1. Explain what the overlap assumption is in this context.

2. Show that, under the unconfoundedness assumption, \(\ATE\) is identified and provide an expression for it. Does your result use the overlap assumption? Explain.

3. Derive an alternative expression for \(\ATE\) that leads to a propensity score re-weighting estimator for \(\ATE\).

4. Derive an alternative expression for \(\ATE\) that leads to a doubly robust AIPW estimator for \(\ATE\). Prove that the estimator that you get from this expression is indeed doubly robust.

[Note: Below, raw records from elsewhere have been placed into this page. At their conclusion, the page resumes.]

use assert_cmd::Command;
use predicates::{prelude::PredicateBooleanExt, str::contains};
use tempfile::TempDir;

const BIN_NAME: &str = "sitebook";

fn sitebook(data_dir: &TempDir) -> Command {
    let mut cmd = Command::cargo_bin(BIN_NAME).expect("binary exists");
    cmd.env("SITEBOOK_DATA_DIR", data_dir.path());
    cmd.env_remove("RUST_LOG");
    cmd
}

/// Run a command that prints `ID: <id>` and return the id
fn created_id(data_dir: &TempDir, args: &[&str]) -> String {
    let output = sitebook(data_dir).args(args).output().expect("runs");
    assert!(output.status.success(), "{:?} failed", args);
    String::from_utf8(output.stdout)
        .expect("utf-8 output")
        .lines()
        .find_map(|line| line.trim().strip_prefix("ID: ").map(str::to_string))
        .expect("an ID line")
}

#[test]
fn cli_without_command_prints_overview() {
    let dir = TempDir::new().unwrap();
    sitebook(&dir)
        .assert()
        .success()
        .stdout(contains("sitebook --help"));
}

#[test]
fn cli_income_shows_in_list_and_dashboard() {
    let dir = TempDir::new().unwrap();
    sitebook(&dir)
        .args(["income", "add", "50000", "--by", "mujahir", "--date", "2025-04-01"])
        .assert()
        .success()
        .stdout(contains("Recorded income: ₹50000.00 from Master Mujahir"));

    sitebook(&dir)
        .args(["income", "list"])
        .assert()
        .success()
        .stdout(contains("2025-04-01").and(contains("Master Mujahir")));

    sitebook(&dir)
        .args(["expense", "add", "1200", "--to", "Cement depot", "--date", "2025-04-02"])
        .assert()
        .success();

    sitebook(&dir)
        .args(["report", "dashboard"])
        .assert()
        .success()
        .stdout(contains("₹48800.00"));
}

#[test]
fn cli_rejects_bad_amounts() {
    let dir = TempDir::new().unwrap();
    sitebook(&dir)
        .args(["income", "add", "lots", "--by", "salik"])
        .assert()
        .failure()
        .stderr(contains("Invalid amount"));

    sitebook(&dir)
        .args(["income", "add", "92233720368547759", "--by", "salik"])
        .assert()
        .failure()
        .stderr(contains("Invalid amount").and(contains("panicked").not()));

    sitebook(&dir)
        .args(["income", "add", "0", "--by", "salik"])
        .assert()
        .failure()
        .stderr(contains("Validation error"));
}

#[test]
fn cli_history_refuses_to_delete_partner_expense() {
    let dir = TempDir::new().unwrap();
    let expense_id = created_id(
        &dir,
        &[
            "expense", "add", "3000", "--to", "Sharma Sand", "--by", "salik", "--date", "2025-05-10",
        ],
    );

    sitebook(&dir)
        .args(["income", "history"])
        .assert()
        .success()
        .stdout(contains("Spent on: Sharma Sand (Material)"));

    sitebook(&dir)
        .args(["income", "delete", &expense_id])
        .assert()
        .failure()
        .stderr(contains("Expenses section"));

    sitebook(&dir)
        .args(["expense", "show", &expense_id])
        .assert()
        .success()
        .stdout(contains("Sharma Sand"));
}

#[test]
fn cli_labour_balance_after_attendance_and_payment() {
    let dir = TempDir::new().unwrap();
    sitebook(&dir)
        .args(["labour", "add", "Ramesh", "--wage", "600", "--type", "Mistry"])
        .assert()
        .success();

    sitebook(&dir)
        .args(["labour", "attend", "ramesh", "--date", "2025-06-01"])
        .assert()
        .success();
    sitebook(&dir)
        .args(["labour", "attend", "Ramesh", "--status", "half-day", "--date", "2025-06-02"])
        .assert()
        .success();

    sitebook(&dir)
        .args(["labour", "pay", "Ramesh", "500", "--date", "2025-06-02"])
        .assert()
        .success()
        .stdout(contains("Balance due: ₹400.00"));

    sitebook(&dir)
        .args(["report", "labour"])
        .assert()
        .success()
        .stdout(contains("Ramesh").and(contains("₹900.00")));
}

#[test]
fn cli_sync_without_url_explains_setup() {
    let dir = TempDir::new().unwrap();
    sitebook(&dir)
        .args(["sync", "push"])
        .assert()
        .failure()
        .stderr(contains("sync-url"));

    sitebook(&dir)
        .args(["sync", "script"])
        .assert()
        .success()
        .stdout(contains("function doPost"));
}

#[test]
fn cli_export_report_has_sections() {
    let dir = TempDir::new().unwrap();
    sitebook(&dir)
        .args(["income", "add", "1000", "--by", "pool"])
        .assert()
        .success();

    let out = dir.path().join("report.csv");
    sitebook(&dir)
        .args(["export", "report"])
        .arg(&out)
        .assert()
        .success();

    let csv = std::fs::read_to_string(&out).unwrap();
    assert!(csv.starts_with('\u{feff}'));
    assert!(csv.contains("SECTION: DIRECT INCOME"));
    assert!(csv.contains("SECTION: LABOUR PAYMENTS"));
}

#[test]
fn cli_export_reset_import_restores_records() {
    let dir = TempDir::new().unwrap();
    sitebook(&dir)
        .args(["income", "add", "7500", "--by", "salik", "--remarks", "first cheque"])
        .assert()
        .success();

    let snapshot = dir.path().join("snapshot.json");
    sitebook(&dir)
        .args(["export", "all", "--pretty"])
        .arg(&snapshot)
        .assert()
        .success();

    sitebook(&dir)
        .args(["reset", "--confirm"])
        .assert()
        .success()
        .stdout(contains("Deleted 1 record(s)."));
    sitebook(&dir)
        .args(["income", "list"])
        .assert()
        .success()
        .stdout(contains("No income recorded."));

    sitebook(&dir)
        .arg("import")
        .arg(&snapshot)
        .assert()
        .success()
        .stdout(contains("--confirm"));
    sitebook(&dir)
        .arg("import")
        .arg(&snapshot)
        .arg("--confirm")
        .assert()
        .success()
        .stdout(contains("Imported 1 record(s)."));

    sitebook(&dir)
        .args(["income", "list"])
        .assert()
        .success()
        .stdout(contains("first cheque"));
}

#[test]
fn cli_settings_round_trip() {
    let dir = TempDir::new().unwrap();
    sitebook(&dir)
        .args(["settings", "set", "project-name", "Madrasa Block B"])
        .assert()
        .success();
    sitebook(&dir)
        .args(["settings", "show"])
        .assert()
        .success()
        .stdout(contains("Madrasa Block B"));
}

Question 2: For this problem, we will be interested in computing an estimate of the \(\ATT\) of a job training program. You can download the data here and download a description here. For this problem, the outcome of interest is re78, the treatment is train, and suppose that unconfoundedness holds after conditioning on age, educ, black, hisp, married, re75, and unem75.

1. Given our discussion in class, we know that if we believe unconfoundedness and that untreated potential outcomes are linear in covariates, then we have that

   \[\begin{align*} \ATT = \E[Y|D=1] - \E[X'|D=1]\beta_0 \end{align*}\]

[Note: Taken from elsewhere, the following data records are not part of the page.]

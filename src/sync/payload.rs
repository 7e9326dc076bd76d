//! The document posted to the sheet endpoint

use chrono::{DateTime, Local};
use serde::{Deserialize, Serialize};

use crate::models::RecordSet;

/// `{sheetName, timestamp, data}` as the receiving script expects it
#[derive(Debug, Clone, PartialEq, Serialize, Deserialize)]
#[serde(rename_all = "camelCase")]
pub struct SyncPayload {
    pub sheet_name: String,
    /// Local wall-clock time, informational only
    pub timestamp: String,
    pub data: RecordSet,
}

impl SyncPayload {
    pub fn new(sheet_name: impl Into<String>, data: RecordSet) -> Self {
        Self::at(sheet_name, data, Local::now())
    }

    pub fn at(sheet_name: impl Into<String>, data: RecordSet, now: DateTime<Local>) -> Self {
        Self {
            sheet_name: sheet_name.into(),
            timestamp: now.format("%-d/%-m/%Y, %-I:%M:%S %P").to_string(),
            data,
        }
    }
}
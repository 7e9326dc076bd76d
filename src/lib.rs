//! Sitebook - bookkeeping for a construction site
//!
//! Tracks the money two partners put into a building project, what was
//! spent on materials and services, and the attendance and wages of the
//! daily labourers. Every balance is recomputed from the raw records.
//!
//! # Architecture
//!
//! - `config`: Paths and settings
//! - `error`: Error type shared by every layer
//! - `models`: Record types and money
//! - `storage`: JSON file storage, one file per collection
//! - `audit`: Audit log of every mutation
//! - `ledger`: Labour earnings, fund totals, partner shares, merged history
//! - `services`: Validated CRUD on top of storage
//! - `reports`: Dashboard, partner, labour and history reports
//! - `export`: CSV, JSON and YAML export; JSON/YAML import
//! - `backup`: Rolling backups and restore
//! - `sync`: One-way push to a Google Sheet
//! - `display`, `cli`: Terminal front end
//!
//! # Example
//!
//! ```rust,ignore
//! use sitebook::config::SitebookPaths;
//! use sitebook::services::DataService;
//! use sitebook::storage::Storage;
//!
//! let storage = Storage::open(SitebookPaths::new()?)?;
//! let ledger = DataService::new(&storage).ledger()?;
//! println!("Cash in hand: {}", ledger.totals.net_balance);
//! ```

pub mod audit;
pub mod backup;
pub mod cli;
pub mod config;
pub mod display;
pub mod error;
pub mod export;
pub mod ledger;
pub mod models;
pub mod reports;
pub mod services;
pub mod storage;
pub mod sync;

pub use error::{SitebookError, SitebookResult};

use std::sync::Once;

use tracing_subscriber::{layer::SubscriberExt, util::SubscriberInitExt, EnvFilter};

static TRACING: Once = Once::new();

/// Install the diagnostics subscriber; later calls do nothing
///
/// `RUST_LOG` wins when set. Otherwise only warnings are shown, or debug
/// output for this crate when `verbose` is true.
pub fn init_tracing(verbose: bool) {
    TRACING.call_once(|| {
        let default = if verbose { "sitebook=debug" } else { "sitebook=warn" };
        let filter = EnvFilter::try_from_default_env().unwrap_or_else(|_| EnvFilter::new(default));
        let _ = tracing_subscriber::registry()
            .with(filter)
            .with(tracing_subscriber::fmt::layer().with_writer(std::io::stderr))
            .try_init();
    });
}
//! Income display formatting

use tabled::Tabled;

use super::{render, truncate};
use crate::models::Income;

#[derive(Tabled)]
struct IncomeRow {
    #[tabled(rename = "Date")]
    date: String,
    #[tabled(rename = "Amount")]
    amount: String,
    #[tabled(rename = "Paid By")]
    paid_by: String,
    #[tabled(rename = "Source")]
    source: String,
    #[tabled(rename = "Mode")]
    mode: String,
    #[tabled(rename = "Remarks")]
    remarks: String,
    #[tabled(rename = "Id")]
    id: String,
}

pub fn format_income_list(incomes: &[Income]) -> String {
    if incomes.is_empty() {
        return "No income recorded.".to_string();
    }

    let rows = incomes
        .iter()
        .map(|i| IncomeRow {
            date: i.date.to_string(),
            amount: i.amount.to_string(),
            paid_by: i.paid_by.to_string(),
            source: i.source.to_string(),
            mode: i.mode.to_string(),
            remarks: truncate(&i.remarks, 30),
            id: i.id.to_string(),
        })
        .collect();
    render(rows)
}

pub fn format_income_details(income: &Income) -> String {
    let mut output = String::new();
    output.push_str(&format!("Income:   {}\n", income.id));
    output.push_str(&format!("Date:     {}\n", income.date));
    output.push_str(&format!("Amount:   {}\n", income.amount));
    output.push_str(&format!("Paid by:  {}\n", income.paid_by));
    output.push_str(&format!("Source:   {}\n", income.source));
    output.push_str(&format!("Mode:     {}\n", income.mode));
    if !income.remarks.is_empty() {
        output.push_str(&format!("Remarks:  {}\n", income.remarks));
    }
    output
}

   where \(\beta_0\) can be estimated from the regression of \(Y\) on \(X\) using untreated observations. Estimate \(\ATT\) based on the above expression for it and report your result.

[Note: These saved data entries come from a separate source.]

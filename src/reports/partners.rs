//! Partner contribution report

use std::io::Write;

use crate::error::SitebookResult;
use crate::export::{write_csv_table, CsvTable};
use crate::ledger::PartnerBreakdown;

#[derive(Debug, Clone)]
pub struct PartnerReport {
    pub breakdown: PartnerBreakdown,
}

impl PartnerReport {
    pub fn new(breakdown: PartnerBreakdown) -> Self {
        Self { breakdown }
    }

    pub fn format_terminal(&self) -> String {
        let mut output = String::new();

        output.push_str("Partner Contributions\n");
        output.push_str(&"=".repeat(86));
        output.push('\n');
        output.push_str(&format!(
            "{:<16} {:>16} {:>16} {:>16} {:>16}\n",
            "Partner", "Direct", "Spent", "Total", "Share"
        ));
        output.push_str(&"-".repeat(86));
        output.push('\n');

        for c in &self.breakdown.contributions {
            output.push_str(&format!(
                "{:<16} {:>16} {:>16} {:>16} {:>15.1}%\n",
                c.partner, c.direct, c.spent, c.total, c.share_percent
            ));
            output.push_str(&format!(
                "{:<16} {:>16} {:>16}\n",
                "",
                "expenses",
                c.spent_expenses.to_string()
            ));
            output.push_str(&format!(
                "{:<16} {:>16} {:>16}\n",
                "",
                "labour",
                c.spent_labour.to_string()
            ));
        }

        output.push_str(&"-".repeat(86));
        output.push('\n');
        output.push_str(&format!(
            "{:<16} {:>16} {:>16} {:>16}\n",
            "TOTAL", "", "", self.breakdown.grand_total
        ));

        output
    }

    pub fn export_csv<W: Write>(&self, writer: &mut W) -> SitebookResult<()> {
        let rows = self
            .breakdown
            .contributions
            .iter()
            .map(|c| {
                vec![
                    c.partner.to_string(),
                    c.direct.to_decimal_string(),
                    c.spent_expenses.to_decimal_string(),
                    c.spent_labour.to_decimal_string(),
                    c.total.to_decimal_string(),
                    format!("{:.2}", c.share_percent),
                ]
            })
            .collect();

        write_csv_table(
            &CsvTable {
                headers: &[
                    "Partner",
                    "Direct",
                    "Spent Expenses",
                    "Spent Labour",
                    "Total",
                    "Share %",
                ],
                rows,
            },
            writer,
        )
    }
}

2. Show that \(\sqrt{n}(\widehat{\ATT} - \ATT) \xrightarrow{d} \N(0,V)\) and provide an expression for \(V\). Based on this result, provide standard errors for your estimate of \(\ATT\).

3. Use the bootstrap to compute standard errors for your estimate of \(\ATT\). How do these compare to the standard errors that you reported previously?

4. Run a regression of \(Y\) on \(D\) and \(X\) (where \(X\) includes the same additional variables as above). Compare the coefficient on \(D\) to the estimate of \(\ATT\). How similar are they? What about their standard errors? Do you have any comment on these results?

5. Calculate an estimate of \(\ATT\) using propensity score re-weighting (as we discussed in class). You can estimate the propensity score model using logit (it is ok to use the glm function for this). Compute standard errors using the bootstrap and compare your results to the previous estimates.

6. Calculate an estimate of \(\ATT\) using the doubly robust AIPW estimator that we discussed in class. Again, you can estimate the propensity using logit from the glm function. Compute standard errors using the bootstrap and compare your results to the previous estimates.

7. Calculate an estimate of \(ATT\) using machine learning. For this problem, use the algorithm we discussed in class to estimate the \(ATT\) using machine learning. In particular, I’d like for you to use the ranger package to estimate the propensity score and the outcome regression model. Compute standard errors using the bootstrap and compare your results to the previous estimates.

8. The data in this problem comes from Lalonde (1986), which is one of the most influential papers in the causal inference literature. The data that we used in the previous parts was observational data, but Lalonde also had access to experimental data on the same job training program, where people were randomly assigned to receive the job training program or not. You can find the experimental data here. Explain how you can use the experimental data to estimate the \(\ATT\) of the job training program. Is this estimate more or less credible than the estimates that you got from the observational data? Is your estimate from the experimental data close to any of the estimates that you got from the observational data? What do you make of this?

Question 3 Prove the following result from the course note about interpreting \(\alpha\) from the following regression: \(Y = \alpha D + X'\beta + e\). You can use the decompositions that we discussed in class as a starting point. Prove the result for each case mentioned below separately and also show the result about the weights in case (i).

Suppose that unconfoundedness and overlap both hold. In addition, suppose that either (i) \(p(X) = \L(D|X)\) or (ii) \(\E[Y|X,D=0] = \L_0(Y|X)\), then \[\begin{align*} \alpha &= \E\left[w(D,X) CATE(X) \right] \end{align*}\] where \(w(D,X)\) are defined above and have mean 1. In addition, if condition (i) holds (that \(p(X) = \L(D|X)\)), then the weights are non-negative.